Daarna wordt de koning door de hoofdman van het gildezilver ontdaan, welk zilver onder de boom wordt opgehangen. De vogel wordt door de beide hoofdlieden op de boom geplaatst. De nar poetst het schoeisel van zij die gaan schieten. Als eerste schiet de pastoor drie pijlen gevolgd door de burgemeester, en als laatste schiet de hoofdman van het organiserende gilde drie pijlen op de vogel. Nu is het de beurt aan de regerende koning om drie schoten te lossen, om zijn koningschap eventueel te kunnen verlengen.
Na de ereschoten beginnen de gildebroeders op de vogel te schieten. Hij die de laatste spaan van de houten vogel naar beneden haalt is de nieuwe koning.

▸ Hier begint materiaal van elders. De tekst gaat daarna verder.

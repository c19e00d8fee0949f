//! Side effects requested by the evaluator.

use serde_json::{Map, Value};

use super::signal::Command;

/// One side effect to run after a decision.
///
/// The evaluator only describes what should happen; the dispatcher
/// performs it.
#[derive(Debug, Clone, PartialEq)]
pub enum Effect {
    /// Write an audit record.
    Append {
        event_type: String,
        details: Map<String, Value>,
    },

    /// Send a notification.
    Notify { title: String, body: String },

    /// Publish an actuator command to the device.
    PublishCommand(Command),
}

impl Effect {
    pub fn append(event_type: impl Into<String>, details: Map<String, Value>) -> Self {
        Effect::Append {
            event_type: event_type.into(),
            details,
        }
    }

    pub fn notify(title: impl Into<String>, body: impl Into<String>) -> Self {
        Effect::Notify {
            title: title.into(),
            body: body.into(),
        }
    }

    /// Short label for logs.
    pub fn kind(&self) -> &'static str {
        match self {
            Effect::Append { .. } => "append",
            Effect::Notify { .. } => "notify",
            Effect::PublishCommand(_) => "publish_command",
        }
    }
}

Bij het vallen van de vogel geven de tamboers een gepaste roffel, en mogen de wijnschenksters ieder fatsoenlijke toeschouwer een glas erewijn aanbieden. Helaas dit gebruik er bij de Diessense gilden niet meer bij.
De standaardrijder gaat het bericht overbrengen aan de vrouw van de nieuwe koning.
Ondertussen neemt de hoofdman de aspirant koning de eed af, waarbij hij zweert de komende vier jaar zijn koningschap te aanvaarden en het gilde naar beste kunnen te dienen. De koning gaat nu in een tinnen schaal zijn handen wassen en laat een rijksdaalder (een euro) in de tinnen schaal achter.
Na de handwassing is de koning rein, waarna hij het gildezilver door de hoofdman krijgt omgehangen, en de koningskroon krijgt opgezet en mag hij over het vaandel lopen.
Daarna brengen de vendeliers een vaandelgroet aan de nieuwe koning. Na deze ceremonie vertrekken beide gilden naar de pastorie en naar het gemeentehuis, om de nieuwe koning aan de pastoor en de burgemeester voor te stellen en de erewijn te drinken.
Het is nog gebruikelijk dat de vrouwen van de gildebroeders getooid in de herkenningstekens van hun mannen in de namiddag de nieuwe koningin thuis gaan uithalen en van haar een traktatie ontvangen.
Na al deze gebeurtenissen verblijven de gildebroeders en hun partners in de gildekamer en de dag wordt met een gezellig samenzijn afgesloten. Gebruikelijk was dat de koning bij iedere keer dat hij thuis werd uitgehaald het gilde op jenever trakteerde. Verder is de nieuwe koning verplicht om voor de viering van de patroonsteerdag een zilveren schild te schenken aan het gilde, waarvan het gilde de minimum prijs vaststelt.